START Available records
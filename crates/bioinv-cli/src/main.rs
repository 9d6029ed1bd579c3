use std::path::PathBuf;

use bioinv_core::config::{default_concurrency, parse_dedup_keys};
use bioinv_core::PipelineConfig;
use clap::{Args, Parser, Subcommand};

mod inventory;
mod io;
mod query;
mod resolve;
mod verify;

#[cfg(test)]
mod tests;

#[derive(Debug, Parser)]
#[command(name = "bioinv")]
#[command(about = "Biodata resource inventory pipeline")]
struct Cli {
    #[command(subcommand)]
    command: Commands,
}

/// HTTP client settings shared by every network-facing command.
#[derive(Debug, Args)]
struct HttpOpts {
    /// HTTP request timeout in seconds
    #[arg(long, env = "BIOINV_REQUEST_TIMEOUT_SECS", default_value_t = 30)]
    timeout_secs: u64,

    /// User-Agent header sent with outbound requests
    #[arg(
        long,
        env = "BIOINV_USER_AGENT",
        default_value = "bioinv/0.1 (biodata-resource-inventory)"
    )]
    user_agent: String,
}

/// URL verification settings.
#[derive(Debug, Args)]
struct VerifyOpts {
    /// Total attempts per URL liveness check
    #[arg(long, env = "BIOINV_NUM_TRIES", default_value_t = 3)]
    num_tries: u32,

    /// Base back-off in seconds; the wait doubles after each failed attempt
    #[arg(long, env = "BIOINV_BACKOFF_FACTOR", default_value_t = 0.5)]
    backoff_factor: f64,

    /// Maximum simultaneously in-flight URL checks (default: available
    /// parallelism of the host)
    #[arg(long, env = "BIOINV_CONCURRENCY_LIMIT")]
    concurrency_limit: Option<usize>,

    /// Override the archive availability API base URL
    #[arg(long, env = "BIOINV_ARCHIVE_BASE_URL")]
    archive_base_url: Option<String>,
}

/// Filtering, name resolution, and deduplication settings.
#[derive(Debug, Args)]
struct FilterOpts {
    /// Minimum extracted URLs for a record to be kept
    #[arg(long, env = "BIOINV_MIN_URLS", default_value_t = 1)]
    min_urls: usize,

    /// Maximum extracted URLs for a record to be kept
    #[arg(long, env = "BIOINV_MAX_URLS", default_value_t = 2)]
    max_urls: usize,

    /// Best-name probability threshold for auto-acceptance
    #[arg(long, env = "BIOINV_MIN_PROB", default_value_t = 0.9)]
    min_prob: f64,

    /// Comma-separated dedup keys: best_name, common_name, full_name, url
    #[arg(long, env = "BIOINV_DEDUP_KEYS", default_value = "best_name")]
    dedup_keys: String,
}

#[derive(Debug, Subcommand)]
enum Commands {
    /// Query EuropePMC for candidate articles
    Query {
        /// Query string, or path to a file holding it
        query: String,

        /// Oldest publication date: YYYY, YYYY-MM, or YYYY-MM-DD
        #[arg(long, default_value = "2011")]
        from_date: String,

        /// Results per search page
        #[arg(long, default_value_t = 1000)]
        page_size: u32,

        /// Output directory
        #[arg(short, long, default_value = "out/")]
        out_dir: PathBuf,

        #[command(flatten)]
        http: HttpOpts,
    },
    /// Check extracted URLs: liveness, geolocation, archived snapshots
    Verify {
        /// CSV file with prediction records
        file: PathBuf,

        /// Output directory
        #[arg(short, long, default_value = "out/")]
        out_dir: PathBuf,

        #[command(flatten)]
        http: HttpOpts,

        #[command(flatten)]
        verify: VerifyOpts,
    },
    /// Filter, resolve names, deduplicate, and flag verified records
    Resolve {
        /// CSV file produced by the verify stage
        file: PathBuf,

        /// Output directory
        #[arg(short, long, default_value = "out/")]
        out_dir: PathBuf,

        #[command(flatten)]
        filter: FilterOpts,
    },
    /// Run verify and resolve in one pass
    Inventory {
        /// CSV file with prediction records
        file: PathBuf,

        /// Output directory
        #[arg(short, long, default_value = "out/")]
        out_dir: PathBuf,

        #[command(flatten)]
        http: HttpOpts,

        #[command(flatten)]
        verify: VerifyOpts,

        #[command(flatten)]
        filter: FilterOpts,
    },
}

/// Builds the validated pipeline configuration from command-line options.
/// Stages that do not use a group of options leave the defaults in place.
pub(crate) fn pipeline_config(
    verify: Option<&VerifyOpts>,
    filter: Option<&FilterOpts>,
) -> anyhow::Result<PipelineConfig> {
    let mut config = PipelineConfig::default();

    if let Some(opts) = verify {
        config.num_tries = opts.num_tries;
        config.backoff_factor = opts.backoff_factor;
        config.concurrency_limit = opts.concurrency_limit.unwrap_or_else(default_concurrency);
    }
    if let Some(opts) = filter {
        config.min_urls = opts.min_urls;
        config.max_urls = opts.max_urls;
        config.min_prob = opts.min_prob;
        config.dedup_keys = parse_dedup_keys(&opts.dedup_keys)?;
    }

    config.validate()?;
    Ok(config)
}

#[tokio::main]
async fn main() -> anyhow::Result<()> {
    dotenvy::dotenv().ok();
    tracing_subscriber::fmt::init();

    let cli = Cli::parse();
    match cli.command {
        Commands::Query {
            query,
            from_date,
            page_size,
            out_dir,
            http,
        } => query::run_query(&query, &from_date, page_size, &out_dir, &http).await,
        Commands::Verify {
            file,
            out_dir,
            http,
            verify,
        } => verify::run_verify(&file, &out_dir, &http, &verify).await,
        Commands::Resolve {
            file,
            out_dir,
            filter,
        } => resolve::run_resolve(&file, &out_dir, &filter),
        Commands::Inventory {
            file,
            out_dir,
            http,
            verify,
            filter,
        } => inventory::run_inventory(&file, &out_dir, &http, &verify, &filter).await,
    }
}
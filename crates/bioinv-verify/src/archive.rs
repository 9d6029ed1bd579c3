//! Wayback Machine snapshot lookup.

use std::time::Duration;

use reqwest::{Client, Url};
use serde_json::Value;

use crate::error::CheckError;

const DEFAULT_BASE_URL: &str = "http://archive.org/";

/// Client for the Wayback Machine availability API.
///
/// Asks whether a snapshot of a URL exists; dead URLs may still have one,
/// so the lookup runs regardless of the live-check outcome. Failures
/// degrade to `None` — the archive lookup never fails a verification.
pub struct ArchiveClient {
    client: Client,
    base_url: Url,
}

impl ArchiveClient {
    /// Creates a client pointed at the production availability API.
    ///
    /// # Errors
    ///
    /// Returns [`CheckError::Http`] if the underlying `reqwest::Client`
    /// cannot be constructed.
    pub fn new(timeout_secs: u64, user_agent: &str) -> Result<Self, CheckError> {
        Self::with_base_url(timeout_secs, user_agent, DEFAULT_BASE_URL)
    }

    /// Creates a client with a custom base URL (for testing with wiremock).
    ///
    /// # Errors
    ///
    /// Returns [`CheckError::Http`] if the underlying `reqwest::Client`
    /// cannot be constructed, or [`CheckError::InvalidUrl`] if `base_url`
    /// does not parse.
    pub fn with_base_url(
        timeout_secs: u64,
        user_agent: &str,
        base_url: &str,
    ) -> Result<Self, CheckError> {
        let client = Client::builder()
            .timeout(Duration::from_secs(timeout_secs))
            .connect_timeout(Duration::from_secs(10))
            .user_agent(user_agent)
            .build()?;

        let normalised = format!("{}/", base_url.trim_end_matches('/'));
        let base_url = Url::parse(&normalised).map_err(|e| CheckError::InvalidUrl {
            url: base_url.to_owned(),
            reason: e.to_string(),
        })?;

        Ok(Self { client, base_url })
    }

    /// Returns the closest archived snapshot URL for `url`, or `None` when
    /// no snapshot exists or the API is unreachable.
    pub async fn lookup(&self, url: &str) -> Option<String> {
        let mut request_url = self
            .base_url
            .join("wayback/available")
            .expect("joining a fixed segment onto a validated base cannot fail");
        request_url.query_pairs_mut().append_pair("url", url);

        let response = match self.client.get(request_url).send().await {
            Ok(response) if response.status().is_success() => response,
            Ok(response) => {
                tracing::debug!(url, status = response.status().as_u16(),
                    "archive availability API returned non-success status");
                return None;
            }
            Err(e) => {
                tracing::debug!(url, error = %e, "archive availability request failed");
                return None;
            }
        };

        let body: Value = response.json().await.ok()?;
        let snapshot_url = body
            .get("archived_snapshots")?
            .get("closest")?
            .get("url")?
            .as_str()?;
        Some(snapshot_url.to_owned())
    }
}

#[cfg(test)]
mod tests {
    use wiremock::matchers::{method, path, query_param};
    use wiremock::{Mock, MockServer, ResponseTemplate};

    use super::*;

    fn test_client(base_url: &str) -> ArchiveClient {
        ArchiveClient::with_base_url(5, "bioinv/0.1 (test)", base_url)
            .expect("client should build")
    }

    #[tokio::test]
    async fn returns_closest_snapshot_url() {
        let server = MockServer::start().await;
        let body = serde_json::json!({
            "url": "example.com",
            "archived_snapshots": {
                "closest": {
                    "status": "200",
                    "available": true,
                    "url": "http://web.archive.org/web/20210801000000/http://example.com/",
                    "timestamp": "20210801000000"
                }
            }
        });
        Mock::given(method("GET"))
            .and(path("/wayback/available"))
            .and(query_param("url", "http://example.com"))
            .respond_with(ResponseTemplate::new(200).set_body_json(&body))
            .mount(&server)
            .await;

        let snapshot = test_client(&server.uri())
            .lookup("http://example.com")
            .await;
        assert_eq!(
            snapshot.as_deref(),
            Some("http://web.archive.org/web/20210801000000/http://example.com/")
        );
    }

    #[tokio::test]
    async fn empty_snapshots_object_is_none() {
        let server = MockServer::start().await;
        let body = serde_json::json!({ "url": "aegkbnwefnb", "archived_snapshots": {} });
        Mock::given(method("GET"))
            .and(path("/wayback/available"))
            .respond_with(ResponseTemplate::new(200).set_body_json(&body))
            .mount(&server)
            .await;

        assert!(test_client(&server.uri()).lookup("aegkbnwefnb").await.is_none());
    }

    #[tokio::test]
    async fn api_error_degrades_to_none() {
        let server = MockServer::start().await;
        Mock::given(method("GET"))
            .and(path("/wayback/available"))
            .respond_with(ResponseTemplate::new(503))
            .mount(&server)
            .await;

        assert!(test_client(&server.uri())
            .lookup("http://example.com")
            .await
            .is_none());
    }

    #[tokio::test]
    async fn malformed_body_degrades_to_none() {
        let server = MockServer::start().await;
        Mock::given(method("GET"))
            .and(path("/wayback/available"))
            .respond_with(ResponseTemplate::new(200).set_body_string("not json"))
            .mount(&server)
            .await;

        assert!(test_client(&server.uri())
            .lookup("http://example.com")
            .await
            .is_none());
    }
}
END Available records
* Directions for this task *
How many lines in the records hold the string "aegkbnwefnb"? The number alone is the answer.

* Response area *
2